3. When i have fully restarted the app it writes down a log where you can
read his status, this is the
phrase:"Please connect your client to the web server on port: 9090" i need
to write an auxiliar file
where in every moment writes me the status of the nodes, (master and slaves)
to read it before act,
this status are the following: if i read on the log file in the lastest
(usually 2/3 phrases):
"Please connect your client to the web server on port: 7070" -->
STATUS:UP&RUNNING
"Server Successfully Shut Down" --> STATUS:DOWN
"Server modules started with problems" --> STATUS:PROBLEMS

I need to drop the last status line from the original log file to an
auxiliar file which latest status
of the process (in main node and in slave nodes too)

When im up&running i'll dont do anything
When im down i'll check to the others nodes to stop before start up the main
node again.
When im reading problems, i restart again the process to start up all nodes
again, (stop main node,
stop slave nodes, start up main node, start up slave node1, slave node 2,
slave node 3) wait in the bucle..


The idea of the flow is that from every slave node it sends a witness
(testigo: a sql sentence) to the main
node to check if it arrives correctly, for example every 5 minutes, the main
node receives this witness
and prints in log "node 1 are ok" and do anything, the same from node 2 & 3.

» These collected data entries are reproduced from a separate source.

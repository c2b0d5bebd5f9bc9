//! The query builder.
//!
//! A [`MapReducer<R, X>`] describes a query over root items `R` (snapshots or
//! contributions) whose pipeline currently produces values of type `X`. Every
//! builder method returns a new value and leaves the receiver untouched; the
//! step list is shared between them by reference count. Nothing is read until a
//! terminal method (`reduce`, `count`, `collect`, `stream`, ...) runs.
//!
//! ```no_run
//! use histbeam::{SequentialBackend, SnapshotView, Timestamps};
//! use histbeam::memory::{MemoryCellIterator, MemoryCellStore};
//! use std::sync::Arc;
//!
//! # fn main() -> histbeam::Result<()> {
//! let store = Arc::new(MemoryCellStore::default());
//! let backend = Arc::new(SequentialBackend::new(store, Arc::new(MemoryCellIterator)));
//! let buildings = SnapshotView::on(backend)
//!     .timestamps(Timestamps::parse(&["2020-01-01", "2021-01-01"])?)
//!     .filter_str("building=* and type:way")?
//!     .aggregate_by_timestamp()?
//!     .count()?;
//! # let _ = buildings;
//! # Ok(())
//! # }
//! ```

use crate::aggregator::{Key, MapAggregator};
use crate::backend::{Acc, Backend, CellQuery, FlatMapper, Mapper, ReduceFns};
use crate::collaborator::{DefaultTagInterpreter, IterationContext, TagInterpreter};
use crate::combiners::{
    ApproxMedian, ApproxQuantiles, AverageF64, CombineFn, Count, DistinctCount, DistinctSet,
    Sum, WeightedAverage, WeightedValue,
};
use crate::error::{Error, Result};
use crate::filter::{FilterExpression, optimize};
use crate::grid;
use crate::osm::OsmTypeSet;
use crate::pipeline::{Grouping, Pipeline};
use crate::splitter::GeometrySplitter;
use crate::step::Step;
use crate::timestamps::{TimestampMs, Timestamps};
use crate::type_token::{Data, unbox};
use crate::view::View;
use geo::{BoundingRect, MultiPolygon, Polygon, Rect, coord};
use std::collections::HashSet;
use std::hash::Hash;
use std::marker::PhantomData;
use std::ops::Add;
use std::sync::Arc;
use std::time::Duration;
use tracing::{info, warn};

/// Pull-based stream of typed query results.
pub type ResultStream<T> = Box<dyn Iterator<Item = Result<T>> + Send>;

/// Spatial restriction of a query.
#[derive(Clone, Debug)]
pub enum AreaOfInterest {
    BoundingBox(Rect<f64>),
    Polygon(Arc<MultiPolygon<f64>>),
}

fn world_rect() -> Rect<f64> {
    Rect::new(coord! { x: -180.0, y: -90.0 }, coord! { x: 180.0, y: 90.0 })
}

impl AreaOfInterest {
    #[must_use]
    pub fn world() -> Self {
        Self::BoundingBox(world_rect())
    }

    /// Bounding box of the area; an empty polygon falls back to the whole world
    /// and is then rejected by the polygon test.
    #[must_use]
    pub fn bbox(&self) -> Rect<f64> {
        match self {
            Self::BoundingBox(r) => *r,
            Self::Polygon(p) => p.bounding_rect().unwrap_or_else(world_rect),
        }
    }

    #[must_use]
    pub fn polygon(&self) -> Option<Arc<MultiPolygon<f64>>> {
        match self {
            Self::BoundingBox(_) => None,
            Self::Polygon(p) => Some(Arc::clone(p)),
        }
    }
}

impl Default for AreaOfInterest {
    fn default() -> Self {
        Self::world()
    }
}

impl From<Rect<f64>> for AreaOfInterest {
    fn from(r: Rect<f64>) -> Self {
        Self::BoundingBox(r)
    }
}

impl From<Polygon<f64>> for AreaOfInterest {
    fn from(p: Polygon<f64>) -> Self {
        Self::Polygon(Arc::new(MultiPolygon::new(vec![p])))
    }
}

impl From<MultiPolygon<f64>> for AreaOfInterest {
    fn from(p: MultiPolygon<f64>) -> Self {
        Self::Polygon(Arc::new(p))
    }
}

/// Which of the two execution shapes a query runs with.
#[derive(Clone, Copy, Debug, Default, PartialEq, Eq)]
pub enum ExecPath {
    /// The single-output path whenever the pipeline allows it.
    #[default]
    Auto,
    /// Always the single-output path; a configuration error when not allowed.
    Fast,
    /// Always the per-entity flat path.
    Flat,
}

#[derive(Clone)]
pub(crate) struct QuerySettings {
    area: AreaOfInterest,
    timestamps: Option<Timestamps>,
    types: OsmTypeSet,
    filter: Option<Arc<FilterExpression>>,
    tag_interpreter: Arc<dyn TagInterpreter>,
    timeout: Option<Duration>,
    exec_path: ExecPath,
}

impl Default for QuerySettings {
    fn default() -> Self {
        Self {
            area: AreaOfInterest::default(),
            timestamps: None,
            types: OsmTypeSet::all(),
            filter: None,
            tag_interpreter: Arc::new(DefaultTagInterpreter::default()),
            timeout: None,
            exec_path: ExecPath::Auto,
        }
    }
}

enum Plan<R> {
    Fast(Mapper<R>),
    Flat(FlatMapper<R>),
}

/// A query over root items `R` whose pipeline currently yields `X`.
pub struct MapReducer<R: View, X> {
    pub(crate) backend: Arc<dyn Backend>,
    pub(crate) settings: QuerySettings,
    pub(crate) pipeline: Pipeline<R>,
    _out: PhantomData<fn() -> X>,
}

If im having problems receiving this witness its supposed that im having
problems with Node x, then i need to
re-start the nodes in an order: 1st: master node, 2nd slave node1, 3rd slave
node2, 4th slave node3.
When are are down (i read from auxiliary log file his status) i can re-start
in order, 1s node1, then node2,

stop and check if node 2 are up and then node3.
To send the kill command, i need i must send a remote system call, i dont
care if its by RSH::Net or
system_call($command) to call a file called kill_node_process.sh <- this
script kills the node and start up
again, all i need is to wait it restarts again and read the log file that
tells me all is fine.
And of course, i'll check the node sql events again to check that are
syncronizing again the node.

Suddendly i can read on the master node log the following:
"Connection lost with the Client Server" then i must send the kill process
to node slave 1, 2 and 3.
And then i wait if events arrives fine.




Table in MYSQL from a Node server


desc Event;

----+-----+---------+-------+
| Field     | Type         | Null | Key | Default | Extra |
+-----------+--------------+------+-----+---------+-------+
| ID        | int(11)      |      | PRI | 0       |       |
| TEXT      | text         | YES  |     | NULL    |       |
| CATEGORY  | varchar(100) | YES  |     | NULL    |       |
| DDOMAIN   | varchar(100) | YES  |     | NULL    |       |
| NETWORK   | varchar(100) | YES  |     | NULL    |       |
| NODE      | varchar(100) | YES  |     | NULL    |       |
| ENTITY    | varchar(150) |      | MUL |         |       |
| SEVERITY  | int(11)      | YES  |     | NULL    |       |
| TTIME     | bigint(20)   | YES  | MUL | NULL    |       |
| SOURCE    | varchar(100) | YES  |     | NULL    |       |
| HELPURL   | varchar(100) | YES  |     | NULL    |       |
| WEBNMS    | varchar(100) | YES  |     | NULL    |       |
| GROUPNAME | varchar(100) | YES  |     | NULL    |       |
| OWNERNAME | varchar(25)  |      | PRI |         |       |
+-----------+--------------+------+-----+---------+-------+
14 rows in set (0.01 sec)


How i can make the INSERT in the table?
As you can see i need to read the LAST ID 1st and the add 1 ($ID+1)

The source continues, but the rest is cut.